In a companion media exhibition, film curators Kathleen Maguire and Samuel Sharkey assembled an extraordinary collection of 13 films and videos. Many films utilize the lens of abstraction, using technology and the element of time to tap into the seductive geometries and rhythms of natural forms and phenomena: waves, mountains, sun and light. Notable is Jan van IJken’s mesmerizing “The art of flying,” in which tens of thousands of starlings create undulating sculptures in the sky.

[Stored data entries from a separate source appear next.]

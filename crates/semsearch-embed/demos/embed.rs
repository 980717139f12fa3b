use semsearch_core::config::Config;
use semsearch_embed::get_default_embedder;

fn main() -> anyhow::Result<()> {
    let settings = Config::load()?.settings()?;
    let embedder = get_default_embedder(&settings.embedding)?;
    let texts = vec!["hello world".to_string(), "rust embeddings".to_string()];
    let embs = embedder.embed_batch(&texts)?;
    println!("B={} dim={}", embs.len(), embedder.dim());
    Ok(())
}
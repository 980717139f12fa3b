use std::collections::BTreeMap;
use std::sync::Arc;

use crate::error::Result;
use crate::types::{IndexedVector, SearchHit, TokenId};

/// Text <-> token id codec consulted by the chunker.
pub trait TokenCodec: Send + Sync {
    /// Encode without adding special (BOS/EOS/CLS/SEP) tokens.
    fn encode(&self, text: &str) -> anyhow::Result<Vec<TokenId>>;
    /// Decode while skipping special tokens.
    fn decode(&self, ids: &[TokenId]) -> anyhow::Result<String>;
}

pub trait Embedder: Send + Sync {
    fn dim(&self) -> usize;
    fn max_len(&self) -> usize;
    /// `true` when every returned vector is already unit length.
    fn normalized(&self) -> bool {
        false
    }
    fn embed_batch(&self, texts: &[String]) -> anyhow::Result<Vec<Vec<f32>>>;

    fn embed(&self, text: &str) -> anyhow::Result<Vec<f32>> {
        self.embed_batch(&[text.to_string()])?
            .pop()
            .ok_or_else(|| anyhow::anyhow!("embedder returned no vector"))
    }
}

/// Immutable, shareable view of one namespace's records in position order.
pub type Snapshot = Arc<[IndexedVector]>;

/// Storage behind the vector index.
///
/// `replace` must be atomic per namespace: readers observe either the previous
/// record set or the new one, never a mix. Other namespaces are untouched.
pub trait IndexStore: Send + Sync {
    fn name(&self) -> &'static str;
    fn replace(&self, namespace: &str, records: Vec<IndexedVector>) -> Result<()>;
    /// `None` when the namespace holds no records.
    fn snapshot(&self, namespace: &str) -> Result<Option<Snapshot>>;
    /// Clear one namespace, or everything when `namespace` is `None`.
    fn clear(&self, namespace: Option<&str>) -> Result<()>;
    fn namespaces(&self) -> Result<BTreeMap<String, usize>>;
}

pub trait SearchEngine: Send + Sync {
    /// Chunk and index `text` into `namespace`, returning the chunk count.
    fn index(&self, namespace: &str, text: &str) -> Result<usize>;
    fn query(&self, namespace: &str, query: &str, k: usize) -> Result<Vec<SearchHit>>;
}
use arrow_schema::{DataType, Field, Schema, TimeUnit};
use std::sync::Arc;

pub const VECTOR_COLUMN: &str = "vector";

pub fn build_chunks_schema(dim: i32) -> Arc<Schema> {
    Arc::new(Schema::new(vec![
        Field::new("namespace", DataType::Utf8, false),
        Field::new("position", DataType::Int32, false),
        Field::new("text", DataType::Utf8, false),
        Field::new("start_token", DataType::Int32, false),
        Field::new("end_token", DataType::Int32, false),
        Field::new("token_count", DataType::Int32, false),
        Field::new("char_start", DataType::Int32, true),
        Field::new("char_end", DataType::Int32, true),
        Field::new("content_hash", DataType::Utf8, false),
        Field::new("indexed_at", DataType::Timestamp(TimeUnit::Millisecond, None), false),
        Field::new(VECTOR_COLUMN, DataType::FixedSizeList(Arc::new(Field::new("item", DataType::Float32, true)), dim), true),
    ]))
}

/// Vector width of an existing table, if it has a fixed-size vector column.
pub fn vector_dim(schema: &Schema) -> Option<usize> {
    match schema.field_with_name(VECTOR_COLUMN).ok()?.data_type() {
        DataType::FixedSizeList(_, n) => usize::try_from(*n).ok(),
        _ => None,
    }
}
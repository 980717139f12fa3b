use std::collections::{BTreeMap, HashMap};

use parking_lot::RwLock;

use semsearch_core::error::Result;
use semsearch_core::traits::{IndexStore, Snapshot};
use semsearch_core::types::IndexedVector;

/// In-process store. Each namespace holds one immutable snapshot that is
/// swapped wholesale on `replace`; readers keep whatever `Arc` they cloned.
#[derive(Debug, Default)]
pub struct MemoryStore {
    namespaces: RwLock<HashMap<String, Snapshot>>,
}

impl MemoryStore {
    pub fn new() -> Self {
        Self::default()
    }
}

impl IndexStore for MemoryStore {
    fn name(&self) -> &'static str {
        "memory"
    }

    fn replace(&self, namespace: &str, records: Vec<IndexedVector>) -> Result<()> {
        let snapshot: Snapshot = records.into();
        self.namespaces.write().insert(namespace.to_string(), snapshot);
        Ok(())
    }

    fn snapshot(&self, namespace: &str) -> Result<Option<Snapshot>> {
        Ok(self.namespaces.read().get(namespace).filter(|s| !s.is_empty()).cloned())
    }

    fn clear(&self, namespace: Option<&str>) -> Result<()> {
        let mut guard = self.namespaces.write();
        match namespace {
            Some(ns) => {
                guard.remove(ns);
            }
            None => guard.clear(),
        }
        Ok(())
    }

    fn namespaces(&self) -> Result<BTreeMap<String, usize>> {
        Ok(self.namespaces.read().iter().map(|(k, v)| (k.clone(), v.len())).collect())
    }
}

One cannot regard this work without the sobering realization that the show’s title really does mean no time; given recent reports, we’ve little more than a decade to shift the habits of the entire planet, or else face its likely demise. In Lars von Trier’s  2011 movie “Melancholia,” a giant silver planet heads towards a deadly collision course with Earth, and one of the characters fashions a flimsy, awkward loop of wire to track the planet’s closeness by its scale in the circle. The loop resembles a lasso, a fitting metaphor for his feeble attempt to contain the inevitable. Like the artwork in No Time, our efforts to frame and contain nature can certainly gift us with beautiful, poetic, indelible moments—but they also remind us that, in reality, nature cannot really be harnessed.